Saturday, 27 June 2015
The fourth instalment to the Mad Max series, a vigorous reboot of the cult franchise, is an irresistible Western car-chase fever dream, adorned with a delicious, persistent slick of grit and stamped with a brimming, big-budget ego. With smooth and captivating confidence, Mad Max: Fury Road is the holy grail of summer blockbusters, of franchise instalments, of fandom parities. Make no mistake, the feature is tightly secured in its action genre, but perhaps it is the determination to emphasise every genre trademark in zealous rapture that wins over the audience. However atypical and oddly original the feature may be, it is nevertheless recognisable - gas is burned, prizes come in the form of beautiful women and the threat of death lingers near, with terror perpetuated by the ruthlessness of a wretched villain. But only the subtlest and darkest comedic relief is offered, absent are the lingering gags and useless, flimsy character traits to memorise and play on. Only a strong narrative powered by an angry cathartic score and engaging, exorbitant warfare engage the audience with aggressive exuberance. It may not be subtle but it is nonetheless a winning, symphonic recollection of derisive elements thrown together with dubious abandon.

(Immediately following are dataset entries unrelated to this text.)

// =============================================================================
// Weighted Scorer — profile-driven layer aggregation
// =============================================================================
//
// Blends layer scores with the weights of a scoring profile.  The weighted sum
// is divided by the total weight of the layers actually supplied, so a
// profile whose weights sum to 1 yields the plain weighted sum and a missing
// layer has its weight redistributed over the others.

use serde::{Deserialize, Serialize};

use crate::layers::{LayerKind, LayerResult};

use super::profile::{LayerWeight, ScoringProfile};

/// The contribution of a single layer to the final score.
#[derive(Debug, Clone, PartialEq, Serialize, Deserialize)]
pub struct LayerContribution {
    pub layer: LayerKind,
    pub weight: f64,
    pub score: f64,
    /// `weight * score`
    pub contribution: f64,
}

/// Result of the weighted scoring pipeline.
#[derive(Debug, Clone, PartialEq, Serialize, Deserialize)]
pub struct ScoringResult {
    /// Unrounded weighted mean.
    pub total_score: f64,
    /// `total_score` rounded and clamped to 0..=100.
    pub score: u8,
    pub contributions: Vec<LayerContribution>,
}

/// Round a score to the nearest integer in 0..=100.  Non-finite input is
/// treated as neutral.
pub fn final_score(value: f64) -> u8 {
    if !value.is_finite() {
        return 50;
    }
    value.round().clamp(0.0, 100.0) as u8
}

/// Weighted mean of `(weight, value)` pairs, normalised by the total weight.
/// `None` when no positive weight is present.
pub fn weighted_mean(pairs: &[(f64, f64)]) -> Option<f64> {
    let total_weight: f64 = pairs.iter().map(|(w, _)| w).sum();
    if total_weight <= 0.0 {
        return None;
    }
    Some(pairs.iter().map(|(w, v)| w * v).sum::<f64>() / total_weight)
}

pub struct WeightedScorer {
    weights: Vec<LayerWeight>,
}

impl WeightedScorer {
    pub fn new(weights: Vec<LayerWeight>) -> Self {
        Self { weights }
    }

    pub fn from_profile(profile: &ScoringProfile) -> Self {
        Self::new(profile.layers.clone())
    }

    /// Score the supplied layers.  Layers the profile does not weight are
    /// ignored; weighted layers that were not supplied drop out of the
    /// normalisation.
    pub fn score(&self, layers: &[LayerResult]) -> ScoringResult {
        let mut contributions = Vec::with_capacity(self.weights.len());

        for weight in &self.weights {
            let Some(layer) = layers.iter().find(|l| l.kind == weight.layer) else {
                continue;
            };
            contributions.push(LayerContribution {
                layer: weight.layer,
                weight: weight.weight,
                score: layer.score,
                contribution: weight.weight * layer.score,
            });
        }

        let pairs: Vec<(f64, f64)> = contributions.iter().map(|c| (c.weight, c.score)).collect();
        let total_score = weighted_mean(&pairs).unwrap_or(50.0);

        ScoringResult {
            total_score,
            score: final_score(total_score),
            contributions,
        }
    }
}

// =============================================================================
// Unit Tests
// =============================================================================
#[cfg(test)]
mod tests {
    use super::*;

    fn layer(kind: LayerKind, score: f64) -> LayerResult {
        LayerResult::new(kind, score, Vec::new())
    }

    #[test]
    fn weighted_sum_with_full_weights() {
        let scorer = WeightedScorer::from_profile(&ScoringProfile::advanced());
        let result = scorer.score(&[
            layer(LayerKind::Trend, 80.0),
            layer(LayerKind::Momentum, 60.0),
            layer(LayerKind::Structure, 52.0),
            layer(LayerKind::Volatility, 65.0),
        ]);
        // 24 + 15 + 13 + 13
        assert!((result.total_score - 65.0).abs() < 1e-10);
        assert_eq!(result.score, 65);
        assert_eq!(result.contributions.len(), 4);
    }

    #[test]
    fn missing_layer_weight_is_redistributed() {
        let scorer = WeightedScorer::new(vec![
            LayerWeight { layer: LayerKind::Trend, weight: 0.5 },
            LayerWeight { layer: LayerKind::Momentum, weight: 0.5 },
        ]);
        let result = scorer.score(&[layer(LayerKind::Trend, 70.0)]);
        assert_eq!(result.score, 70);
    }

    #[test]
    fn unweighted_layers_are_ignored() {
        let scorer = WeightedScorer::new(vec![LayerWeight {
            layer: LayerKind::Trend,
            weight: 1.0,
        }]);
        let result = scorer.score(&[layer(LayerKind::Trend, 40.0), layer(LayerKind::Volume, 100.0)]);
        assert_eq!(result.score, 40);
        assert_eq!(result.contributions.len(), 1);
    }

    #[test]
    fn empty_input_is_neutral() {
        let scorer = WeightedScorer::from_profile(&ScoringProfile::basic());
        assert_eq!(scorer.score(&[]).score, 50);
    }

    #[test]
    fn final_score_bounds() {
        assert_eq!(final_score(-3.0), 0);
        assert_eq!(final_score(100.4), 100);
        assert_eq!(final_score(72.5), 73);
        assert_eq!(final_score(f64::NAN), 50);
    }
}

In the harsh, post-apocalyptic world of Mad Max, women, fuel and water are valuable commodities, harvested and monopolised by the greedy, grotesque cult leader, Immortan Joe. Setup sequences portray this dystopian realm to harbour only the most primitive, brutal type of living - all sanctity of human life is forgone- sexual slavery of women is rampant, men are mere blood-bags for the road warriors and breast milk is gathered systematically from obese women. One-armed road warrior Furiosa seeks to escape the hellish citadel with Immortan Joe's five wives by traveling through the desert wasteland, in hopes of reaching an oasis, the "Green Place".